Nelle intenzioni di chi ha ideato il Piano Mattei vi è l’auspicio di avviare un nuovo modello di cooperazione allo sviluppo e di costruire su nuove basi le relazioni con i Paesi africani. Il vecchio sistema dell’Aiuto Pubblico allo Sviluppo era nato dal processo di decolonizzazione. Se la colonizzazione è stata una grave offesa all’umanità, il subitaneo processo di decolonizzazione verificatosi fra la fine degli anni cinquanta e l’inizio degli anni sessanta è stato un peccato ancora più grave: si è trattato, infatti, del più infame esempio dell’ “usa e getta” da parte delle potenze coloniali. Fin quando vi è stato un vantaggio economico sono stati sfruttati territori e popolazioni, è stata limitata perfino la possibilità di una crescita culturale dei giovani con lo sbarramento alle prime classi elementari.
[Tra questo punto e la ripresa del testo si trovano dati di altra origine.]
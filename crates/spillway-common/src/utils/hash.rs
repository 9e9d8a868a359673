//! Hashing utilities.
//!
//! All Spillway maps use the ahash hasher; these aliases keep call sites
//! short and the hasher choice in one place.

/// Hash map with the ahash hasher.
pub type FxHashMap<K, V> = hashbrown::HashMap<K, V, ahash::RandomState>;

/// Insertion-ordered map with the ahash hasher.
pub type FxIndexMap<K, V> = indexmap::IndexMap<K, V, ahash::RandomState>;
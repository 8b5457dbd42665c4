//! Provider abstraction for chart data sources.
//!
//! This module defines the [`ChartProvider`] trait, a unified interface
//! for fetching a normalized price series from a chart endpoint. The one
//! concrete implementation is [`ubs_ajax::provider::UbsAjaxProvider`];
//! the trait keeps the fetch seam mockable and leaves room for sibling
//! endpoints that serve the same envelope shapes.

pub mod ubs_ajax;

use async_trait::async_trait;
use snafu::{Backtrace, Snafu};

use crate::models::{chart_series::ChartSeries, request_params::ChartRequestParams};
use crate::providers::ubs_ajax::response::SeriesFormatError;

/// Trait for fetching a normalized chart series from a data source.
#[async_trait]
pub trait ChartProvider {
    /// Fetches and normalizes the series described by `params`.
    ///
    /// # Returns
    ///
    /// * `Ok(ChartSeries)` - the reconstructed series, ascending by date.
    /// * `Err(ProviderError)` - transport, classification, or payload failure.
    async fn fetch_chart(&self, params: ChartRequestParams)
    -> Result<ChartSeries, ProviderError>;
}

/// Errors that can occur during the creation of a provider instance.
#[derive(Debug, Snafu)]
#[snafu(visibility(pub))]
pub enum ProviderInitError {
    /// failed to init reqwest client
    #[snafu(display("Failed to build HTTP client: {source}"))]
    ClientBuild {
        source: reqwest::Error,
        backtrace: Backtrace,
    },

    /// A configured header value contains invalid characters.
    #[snafu(display("Invalid header value in endpoint config: {source}"))]
    InvalidHeader {
        source: reqwest::header::InvalidHeaderValue,
        backtrace: Backtrace,
    },
}

/// Errors that can occur within a [`ChartProvider`] implementation.
///
/// Every variant carries enough raw context (status, snippet, parameters)
/// for manual diagnosis; the upstream contract can change without notice.
#[derive(Debug, Snafu)]
#[snafu(visibility(pub))]
pub enum ProviderError {
    /// Transport-level failure that survived the bounded retry loop.
    #[snafu(display("Request failed after {attempts} attempt(s): {source}"))]
    Reqwest {
        attempts: u32,
        source: reqwest::Error,
        backtrace: Backtrace,
    },

    /// The endpoint answered with a non-200 status. Never retried.
    #[snafu(display("HTTP {status} | CT={content_type}\nSnippet:\n{snippet}"))]
    Status {
        status: u16,
        content_type: String,
        snippet: String,
        backtrace: Backtrace,
    },

    /// The body is an HTML document where JSON was expected, the usual
    /// signature of an anti-automation block or a changed endpoint.
    #[snafu(display(
        "Response is an HTML document where JSON was expected \
         (likely blocked, or the endpoint format changed).\nSnippet:\n{snippet}"
    ))]
    HtmlBlocked {
        snippet: String,
        backtrace: Backtrace,
    },

    /// The body was classified as JSON but did not parse, and carries no
    /// HTML signature.
    #[snafu(display("Response did not parse as JSON: {source}\nSnippet:\n{snippet}"))]
    Json {
        snippet: String,
        source: serde_json::Error,
        backtrace: Backtrace,
    },

    /// JSON parsed, but the envelope violates the selected shape.
    #[snafu(display("Unsupported envelope: {source}"))]
    Series {
        source: SeriesFormatError,
        backtrace: Backtrace,
    },
}
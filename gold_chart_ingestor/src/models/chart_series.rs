//! A normalized price series for a single chart.

use crate::models::chart_point::ChartPoint;

/// Represents a complete, normalized series for one chart fetch.
///
/// This struct groups the reconstructed [`ChartPoint`]s with the series
/// name the endpoint reported (or the requested name when the payload
/// carries none), making the data set self-describing for the sinks.
#[derive(Debug, Clone, PartialEq)]
pub struct ChartSeries {
    /// The series name (e.g., "GOLD").
    pub name: String,
    /// The collection of dated price rows, ascending by date.
    pub points: Vec<ChartPoint>,
}
//! Canonical in-memory representation of one chart observation.
//!
//! This struct is the standard output of the payload parsers in
//! [`providers::ubs_ajax::response`](crate::providers::ubs_ajax::response),
//! regardless of which envelope shape the endpoint answered with.

use chrono::NaiveDate;

/// A single dated price observation.
///
/// Invariants after reconstruction: dates within one series are unique and
/// strictly increasing, and the price is non-negative. Fractional prices in
/// the payload truncate toward zero on conversion.
#[derive(Debug, Clone, Copy, PartialEq, Eq)]
pub struct ChartPoint {
    /// Calendar date of the observation, derived from the payload's
    /// millisecond timestamps under the UTC conversion rule.
    pub date: NaiveDate,

    /// Price in whole currency units.
    pub price: i64,
}
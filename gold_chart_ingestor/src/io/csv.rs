//! CSV serialization: UTF-8 with a byte-order mark, `tanggal` plus a
//! configurable price header.

use std::path::PathBuf;

use async_trait::async_trait;
use snafu::ResultExt;

use crate::io::ExportOptions;
use crate::io::sink::{CsvSnafu, IoSnafu, SeriesSink, SinkError};
use crate::models::chart_series::ChartSeries;

/// Spreadsheet tools key off the BOM to pick the encoding.
const UTF8_BOM: &[u8] = b"\xef\xbb\xbf";

/// Serializes a series to BOM-prefixed CSV bytes.
///
/// Dates render as `YYYY-MM-DD`; the header row is
/// `tanggal,<price_header>`.
pub fn csv_bytes(series: &ChartSeries, options: &ExportOptions) -> Result<Vec<u8>, SinkError> {
    let mut out = Vec::from(UTF8_BOM);
    {
        let mut writer = csv::Writer::from_writer(&mut out);
        writer
            .write_record(["tanggal", options.price_header.as_str()])
            .context(CsvSnafu)?;
        for point in &series.points {
            writer
                .write_record([point.date.to_string(), point.price.to_string()])
                .context(CsvSnafu)?;
        }
        writer.flush().context(IoSnafu)?;
    }
    Ok(out)
}

/// Writes `<dir>/<file_stem>.csv`.
pub struct CsvFileSink {
    dir: PathBuf,
    file_stem: String,
    options: ExportOptions,
}

impl CsvFileSink {
    pub fn new(dir: impl Into<PathBuf>, file_stem: impl Into<String>, options: ExportOptions) -> Self {
        Self {
            dir: dir.into(),
            file_stem: file_stem.into(),
            options,
        }
    }
}

#[async_trait]
impl SeriesSink for CsvFileSink {
    type Output = PathBuf;

    async fn write(&self, series: &ChartSeries) -> Result<PathBuf, SinkError> {
        let bytes = csv_bytes(series, &self.options)?;
        std::fs::create_dir_all(&self.dir).context(IoSnafu)?;
        let path = self.dir.join(format!("{}.csv", self.file_stem));
        std::fs::write(&path, bytes).context(IoSnafu)?;
        Ok(path)
    }
}

#[cfg(test)]
mod tests {
    use super::*;
    use crate::models::chart_point::ChartPoint;
    use chrono::NaiveDate;

    fn series() -> ChartSeries {
        ChartSeries {
            name: "GOLD".to_string(),
            points: vec![
                ChartPoint {
                    date: NaiveDate::from_ymd_opt(2023, 11, 14).unwrap(),
                    price: 100,
                },
                ChartPoint {
                    date: NaiveDate::from_ymd_opt(2023, 11, 15).unwrap(),
                    price: 110,
                },
            ],
        }
    }

    #[test]
    fn output_starts_with_bom_and_header() {
        let bytes = csv_bytes(&series(), &ExportOptions::default()).unwrap();
        assert!(bytes.starts_with(b"\xef\xbb\xbf"));
        let text = String::from_utf8(bytes[3..].to_vec()).unwrap();
        assert!(text.starts_with("tanggal,harga\n"));
    }

    #[test]
    fn price_header_is_configurable() {
        let options = ExportOptions {
            price_header: "harga_buyback".to_string(),
            ..ExportOptions::default()
        };
        let bytes = csv_bytes(&series(), &options).unwrap();
        let text = String::from_utf8(bytes[3..].to_vec()).unwrap();
        assert!(text.starts_with("tanggal,harga_buyback\n"));
    }

    #[test]
    fn round_trip_reproduces_the_rows() {
        let original = series();
        let bytes = csv_bytes(&original, &ExportOptions::default()).unwrap();

        let mut reader = csv::Reader::from_reader(&bytes[3..]);
        let mut restored = Vec::new();
        for record in reader.records() {
            let record = record.unwrap();
            restored.push(ChartPoint {
                date: record[0].parse::<NaiveDate>().unwrap(),
                price: record[1].parse::<i64>().unwrap(),
            });
        }
        assert_eq!(restored, original.points);
    }

    #[tokio::test]
    async fn file_sink_writes_under_the_target_dir() {
        let dir = tempfile::tempdir().unwrap();
        let sink = CsvFileSink::new(dir.path(), "ubs_jual_GOLD_365d", ExportOptions::default());
        let path = sink.write(&series()).await.unwrap();
        assert_eq!(path, dir.path().join("ubs_jual_GOLD_365d.csv"));
        let bytes = std::fs::read(path).unwrap();
        assert!(bytes.starts_with(b"\xef\xbb\xbf"));
    }
}
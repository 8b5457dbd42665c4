pub mod params;
pub mod provider;
pub mod response;

pub use provider::{RawResponse, UbsAjaxProvider};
Poi, quando non conveniva più, quelle genti sono state abbandonate, pur nella consapevolezza che fossero impreparate ad autogestirsi. In Africa i nuovi governanti provenivano quasi tutti dalle fila dei sottoufficiali dell’esercito, la categoria che aveva qualche nozione in più rispetto ai loro concittadini. Di qui gestioni dittatoriali e un susseguirsi di colpi di stato. Per far fronte a queste crisi, che hanno inevitabilmente afflitto il giovane continente africano e creato problemi agli ex colonizzatori, si è cercato di rimediare con quella che inizialmente è stata denominata Assistenza Tecnica, per poi prendere il nome più elegante di Cooperazione allo Sviluppo. Secondo alcuni, si è trattato, specialmente nei primi anni, solo di una forma di neo colonialismo economico, secondo altri è stato uno sforzo verso rapporti più avanzati, nella ricerca di vantaggi reciproci.

Dubbi che non si pongono nel caso delle iniziative di Mattei

Il riferimento a Enrico Mattei richiama appunto l’approccio rivoluzionario del fondatore dell’ENI. Contro il predominio delle Sette Sorelle, che imponevano ai Paesi di cui sfruttavano le risorse petrolifere un rapporto – nella migliore delle ipotesi – del 51% a proprio vantaggio, lasciando ai secondi il 49%. Mattei, con un approccio ispirato certamente ai suoi valori umani, ma ovviamente anche a criteri imprenditoriali e concorrenziali, si è presentato proponendo fifty – fifty. Si è così affermata la mentalità del maggior rispetto dell’ “altro”; mentre sul piano politico ha anche offerto un sostegno concreto ad alcuni Paesi che ancora combattevano per l’indipendenza, in particolare modo all’Algeria.

Quindi la formula del Piano Mattei appare indovinata, non solo perché vuole ricordare le pagine migliori della presenza italiana in alcuni di quei Paesi, ma anche evocare le attuali attività di ricerca della nostra industria. Basti pensare che proprio l’ENI ha realizzato nell’offshore egiziano la più grande scoperta di gas naturale nel Mediterraneo. Del resto, la crisi nei rapporti con la Russia dopo l’invasione dell’Ucraina è stata superata grazie alla forte presenza del nostro Ente idrocarburi in Africa

Come il Piano Mattei interseca la questione migratoria?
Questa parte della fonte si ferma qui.